No, the existing system is not comprehensive:
- State Parties to the CPPNM are not legally obligated to ensure the physical protection of nuclear materials or facilities located on their territories, as the CPPNM applies only to material in international transport
- CPPNM entered into force on May 8. [x]
- The CPPNM and its 2005 Amendment, along with IAEA guidelines, apply only to nuclear material in civilian use, but 85 percent of global weapons-usable nuclear material is categorized as being in military or non-civilian use, and is therefore not captured by these instruments
- UNSCR 1540 obligates states to maintain “appropriate effective measures” to account for, secure, and provide physical protection for nuclear weapons and related material at all times, making it the only legally binding instrument requiring security measures on such items regardless of their location or intended use. However, the resolution does not provide specific guidance on implementation, including a definition of “appropriate effective measures” detailing the standards and practices states must implement to meet this obligation. As a result, variable interpretation and implementation across states may compromise the achievement of UNSCR 1540 objectives.

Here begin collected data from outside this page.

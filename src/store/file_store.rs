//! store::file_store
//!
//! JSON document store on the local filesystem.
//!
//! # Durability
//!
//! - Writes are atomic (write to a temp file, fsync, then rename)
//! - Read-modify-write cycles hold an exclusive `fs2` lock on a sidecar
//!   `.lock` file, so concurrent processes never lose each other's updates
//! - A missing document reads as empty
//!
//! File I/O runs on the blocking pool.

use std::fs::{self, OpenOptions};
use std::io::Write;
use std::path::{Path, PathBuf};

use async_trait::async_trait;
use fs2::FileExt;
use tracing::debug;

use super::document::{StoreDocument, DOCUMENT_VERSION};
use super::traits::{ModuleStore, StoreError};
use crate::core::module::Module;
use crate::core::types::{Channel, ModuleId, Repository, RevisionMarker};

/// File-backed store.
#[derive(Debug, Clone)]
pub struct FileStore {
    path: PathBuf,
}

impl FileStore {
    /// Store at the default location, `~/.modsync/store.json`.
    pub fn new() -> Result<Self, StoreError> {
        let home = dirs::home_dir()
            .ok_or_else(|| StoreError::Unavailable("cannot determine home directory".into()))?;
        Ok(Self::with_path(home.join(".modsync").join("store.json")))
    }

    pub fn with_path(path: impl Into<PathBuf>) -> Self {
        Self { path: path.into() }
    }

    pub fn path(&self) -> &Path {
        &self.path
    }

    fn read(&self) -> Result<StoreDocument, StoreError> {
        read_document(&self.path)
    }

    /// Apply `f` to the document under the exclusive lock and persist it.
    fn update<T>(
        &self,
        f: impl FnOnce(&mut StoreDocument) -> Result<T, StoreError>,
    ) -> Result<T, StoreError> {
        if let Some(parent) = self.path.parent() {
            fs::create_dir_all(parent).map_err(|e| {
                StoreError::Unavailable(format!("cannot create {}: {}", parent.display(), e))
            })?;
        }

        let lock_path = self.path.with_extension("lock");
        let lock = OpenOptions::new()
            .write(true)
            .create(true)
            .truncate(false)
            .open(&lock_path)
            .map_err(|e| StoreError::Unavailable(format!("cannot open lock file: {}", e)))?;
        lock.lock_exclusive()
            .map_err(|e| StoreError::Unavailable(format!("cannot lock store: {}", e)))?;

        let result = read_document(&self.path).and_then(|mut doc| {
            let value = f(&mut doc)?;
            write_document(&self.path, &doc)?;
            Ok(value)
        });

        // Released on close as well; unlocking explicitly keeps the window short.
        let _ = fs2::FileExt::unlock(&lock);
        result
    }

    async fn blocking<T, F>(&self, f: F) -> Result<T, StoreError>
    where
        T: Send + 'static,
        F: FnOnce(FileStore) -> Result<T, StoreError> + Send + 'static,
    {
        let store = self.clone();
        tokio::task::spawn_blocking(move || f(store))
            .await
            .map_err(|e| StoreError::Unavailable(format!("store task failed: {}", e)))?
    }
}

fn read_document(path: &Path) -> Result<StoreDocument, StoreError> {
    let content = match fs::read_to_string(path) {
        Ok(content) => content,
        Err(e) if e.kind() == std::io::ErrorKind::NotFound => return Ok(StoreDocument::default()),
        Err(e) => {
            return Err(StoreError::Unavailable(format!(
                "cannot read {}: {}",
                path.display(),
                e
            )))
        }
    };

    let doc: StoreDocument = serde_json::from_str(&content)
        .map_err(|e| StoreError::Serialization(format!("cannot parse {}: {}", path.display(), e)))?;
    if doc.version != DOCUMENT_VERSION {
        return Err(StoreError::Serialization(format!(
            "unsupported store document version {} (expected {})",
            doc.version, DOCUMENT_VERSION
        )));
    }
    Ok(doc)
}

fn write_document(path: &Path, doc: &StoreDocument) -> Result<(), StoreError> {
    let content = serde_json::to_string_pretty(doc)
        .map_err(|e| StoreError::Serialization(e.to_string()))?;

    let temp_path = path.with_extension("tmp");
    {
        let mut file = OpenOptions::new()
            .write(true)
            .create(true)
            .truncate(true)
            .open(&temp_path)
            .map_err(|e| StoreError::Unavailable(format!("cannot create temp file: {}", e)))?;
        file.write_all(content.as_bytes())
            .map_err(|e| StoreError::Unavailable(format!("cannot write store: {}", e)))?;
        file.sync_all()
            .map_err(|e| StoreError::Unavailable(format!("cannot sync store: {}", e)))?;
    }

    fs::rename(&temp_path, path)
        .map_err(|e| StoreError::Unavailable(format!("cannot rename temp file: {}", e)))?;
    debug!(path = %path.display(), "store written");
    Ok(())
}

#[async_trait]
impl ModuleStore for FileStore {
    async fn list_repositories(&self) -> Result<Vec<Repository>, StoreError> {
        self.blocking(|s| Ok(s.read()?.repositories)).await
    }

    async fn upsert_repository(&self, repository: Repository) -> Result<(), StoreError> {
        self.blocking(move |s| {
            s.update(|doc| {
                doc.upsert_repository(repository);
                Ok(())
            })
        })
        .await
    }

    async fn channel_head(&self, source: &str, channel: &str) -> Result<Channel, StoreError> {
        let (source, channel) = (source.to_string(), channel.to_string());
        self.blocking(move |s| s.read()?.channel_head(&source, &channel))
            .await
    }

    async fn set_channel_head(
        &self,
        source: &str,
        channel: &str,
        version: &str,
        revision: RevisionMarker,
    ) -> Result<(), StoreError> {
        let (source, channel, version) =
            (source.to_string(), channel.to_string(), version.to_string());
        self.blocking(move |s| {
            s.update(|doc| doc.set_channel_head(&source, &channel, &version, revision))
        })
        .await
    }

    async fn upsert_module(&self, module: Module) -> Result<(), StoreError> {
        self.blocking(move |s| {
            s.update(|doc| {
                doc.upsert_module(module);
                Ok(())
            })
        })
        .await
    }

    async fn get_module(&self, id: &ModuleId) -> Result<Option<Module>, StoreError> {
        let id = id.clone();
        self.blocking(move |s| Ok(s.read()?.modules.remove(&id)))
            .await
    }

    async fn list_modules(&self) -> Result<Vec<Module>, StoreError> {
        self.blocking(|s| Ok(s.read()?.modules.into_values().collect()))
            .await
    }
}

#[cfg(test)]
mod tests {
    use super::*;
    use crate::core::module::ModuleDefinition;
    use chrono::Utc;
    use std::collections::BTreeMap;
    use tempfile::TempDir;

    fn create_test_store() -> (TempDir, FileStore) {
        let dir = TempDir::new().unwrap();
        let store = FileStore::with_path(dir.path().join("nested").join("store.json"));
        (dir, store)
    }

    fn module(source: &str) -> Module {
        let definition = ModuleDefinition {
            id: "acme/sensor".into(),
            name: "Sensor".into(),
            description: String::new(),
            version: "1.0.0".into(),
            license: None,
            author: None,
            tags: vec![],
            architectures: vec![],
            dependencies: BTreeMap::new(),
            configs: vec![],
        };
        let rev = RevisionMarker::resolve("abc", Utc::now(), Utc::now());
        Module::new(definition, source, "stable", rev, Utc::now())
    }

    #[tokio::test]
    async fn missing_file_reads_empty() {
        let (_dir, store) = create_test_store();
        assert!(store.list_repositories().await.unwrap().is_empty());
        assert!(store.list_modules().await.unwrap().is_empty());
    }

    #[tokio::test]
    async fn persistence_across_instances() {
        let (_dir, store) = create_test_store();
        let repo = Repository::new("github.com/acme/m", vec!["stable".into()], None).unwrap();
        store.upsert_repository(repo.clone()).await.unwrap();
        let m = module("github.com/acme/m");
        store.upsert_module(m.clone()).await.unwrap();

        let reopened = FileStore::with_path(store.path().to_path_buf());
        assert_eq!(reopened.list_repositories().await.unwrap(), vec![repo]);
        assert_eq!(reopened.get_module(&m.id).await.unwrap(), Some(m));
    }

    #[tokio::test]
    async fn channel_head_round_trip() {
        let (_dir, store) = create_test_store();
        let repo = Repository::new("github.com/acme/m", vec!["stable".into()], None).unwrap();
        store.upsert_repository(repo).await.unwrap();
        let rev = RevisionMarker::resolve("def", Utc::now(), Utc::now());

        store
            .set_channel_head("github.com/acme/m", "stable", "2.0.0", rev.clone())
            .await
            .unwrap();

        let head = store.channel_head("github.com/acme/m", "stable").await.unwrap();
        assert_eq!(head.version.as_deref(), Some("2.0.0"));
        assert_eq!(head.revision, Some(rev));
    }

    #[tokio::test]
    async fn failed_update_leaves_document_untouched() {
        let (_dir, store) = create_test_store();
        let err = store
            .set_channel_head(
                "github.com/missing/repo",
                "stable",
                "1",
                RevisionMarker::resolve("a", Utc::now(), Utc::now()),
            )
            .await
            .unwrap_err();
        assert!(matches!(err, StoreError::NotFound(_)));
        assert!(!store.path().exists());
    }

    #[tokio::test]
    async fn corrupt_document_is_serialization_error() {
        let (_dir, store) = create_test_store();
        fs::create_dir_all(store.path().parent().unwrap()).unwrap();
        fs::write(store.path(), "{ not json").unwrap();
        assert!(matches!(
            store.list_modules().await,
            Err(StoreError::Serialization(_))
        ));
    }

    #[tokio::test]
    async fn unknown_document_version_is_rejected() {
        let (_dir, store) = create_test_store();
        fs::create_dir_all(store.path().parent().unwrap()).unwrap();
        fs::write(store.path(), r#"{"version": 99}"#).unwrap();
        assert!(matches!(
            store.list_repositories().await,
            Err(StoreError::Serialization(_))
        ));
    }
}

- No legally binding mechanism governs how states should ensure the security of non-nuclear radioactive material
- ICSANT includes a wider definition of material and facilities than does the CPPNM, as it covers both nuclear and other radioactive materials in both military and civil applications. However, it is not primarily oriented towards ensuring adequate physical protection, but is instead designed to criminalize offenses related to nuclear terrorism, and to establish a system of cooperation, such as extraditions, through which the international community could respond to offenses set forth in the treaty.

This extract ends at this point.